*Data extracts:*
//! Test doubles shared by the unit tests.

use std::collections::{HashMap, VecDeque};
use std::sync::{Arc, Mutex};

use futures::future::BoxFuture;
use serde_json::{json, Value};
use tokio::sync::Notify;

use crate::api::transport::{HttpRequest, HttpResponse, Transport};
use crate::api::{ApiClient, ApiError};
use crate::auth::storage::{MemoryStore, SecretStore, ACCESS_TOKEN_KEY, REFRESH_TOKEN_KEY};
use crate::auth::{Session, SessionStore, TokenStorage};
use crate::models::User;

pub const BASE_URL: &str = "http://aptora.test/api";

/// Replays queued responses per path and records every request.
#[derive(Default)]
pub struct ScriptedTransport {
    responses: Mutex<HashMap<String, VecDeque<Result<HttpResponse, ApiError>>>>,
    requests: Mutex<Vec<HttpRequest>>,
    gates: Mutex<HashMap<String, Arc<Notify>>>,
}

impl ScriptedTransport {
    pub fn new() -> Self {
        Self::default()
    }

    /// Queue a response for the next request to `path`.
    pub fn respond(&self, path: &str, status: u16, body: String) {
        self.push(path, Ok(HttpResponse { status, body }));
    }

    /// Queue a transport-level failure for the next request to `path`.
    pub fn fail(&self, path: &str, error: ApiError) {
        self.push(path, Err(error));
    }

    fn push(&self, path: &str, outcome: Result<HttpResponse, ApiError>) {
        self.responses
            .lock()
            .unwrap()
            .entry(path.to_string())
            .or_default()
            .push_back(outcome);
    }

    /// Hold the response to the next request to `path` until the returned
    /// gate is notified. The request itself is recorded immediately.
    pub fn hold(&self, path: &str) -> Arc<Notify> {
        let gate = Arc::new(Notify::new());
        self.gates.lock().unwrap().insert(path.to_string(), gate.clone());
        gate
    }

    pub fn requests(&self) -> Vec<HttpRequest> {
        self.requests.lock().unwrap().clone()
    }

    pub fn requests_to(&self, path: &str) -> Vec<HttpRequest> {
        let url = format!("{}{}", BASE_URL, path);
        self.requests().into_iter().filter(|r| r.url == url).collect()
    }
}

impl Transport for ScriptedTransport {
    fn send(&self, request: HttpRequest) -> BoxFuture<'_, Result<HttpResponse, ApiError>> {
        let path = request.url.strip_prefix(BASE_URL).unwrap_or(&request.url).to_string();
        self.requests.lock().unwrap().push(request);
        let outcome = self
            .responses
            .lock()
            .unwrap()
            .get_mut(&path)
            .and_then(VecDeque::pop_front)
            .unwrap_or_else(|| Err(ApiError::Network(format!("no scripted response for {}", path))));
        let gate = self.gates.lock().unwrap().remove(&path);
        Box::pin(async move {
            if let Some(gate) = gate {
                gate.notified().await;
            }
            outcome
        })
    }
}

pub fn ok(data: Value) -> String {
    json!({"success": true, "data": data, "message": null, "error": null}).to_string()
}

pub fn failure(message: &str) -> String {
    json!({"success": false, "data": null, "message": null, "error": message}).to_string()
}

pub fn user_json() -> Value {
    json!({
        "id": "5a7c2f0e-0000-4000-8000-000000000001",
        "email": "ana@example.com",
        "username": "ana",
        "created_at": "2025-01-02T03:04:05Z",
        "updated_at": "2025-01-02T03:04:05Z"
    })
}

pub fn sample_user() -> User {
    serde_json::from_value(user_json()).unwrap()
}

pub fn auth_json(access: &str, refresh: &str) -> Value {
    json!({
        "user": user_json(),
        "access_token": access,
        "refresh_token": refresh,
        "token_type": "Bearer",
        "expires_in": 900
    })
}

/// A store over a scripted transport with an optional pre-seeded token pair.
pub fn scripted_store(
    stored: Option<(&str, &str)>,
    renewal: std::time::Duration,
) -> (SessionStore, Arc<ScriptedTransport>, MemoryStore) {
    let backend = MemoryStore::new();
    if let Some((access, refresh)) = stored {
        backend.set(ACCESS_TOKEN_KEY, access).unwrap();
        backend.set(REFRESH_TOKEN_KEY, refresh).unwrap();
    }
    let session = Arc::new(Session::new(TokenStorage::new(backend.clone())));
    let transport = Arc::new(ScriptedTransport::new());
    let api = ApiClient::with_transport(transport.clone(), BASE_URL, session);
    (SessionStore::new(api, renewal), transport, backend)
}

*Aim of the exercise:* Tally every line of the data that holds the word "body" and write the count alone.

*Answer space:* 2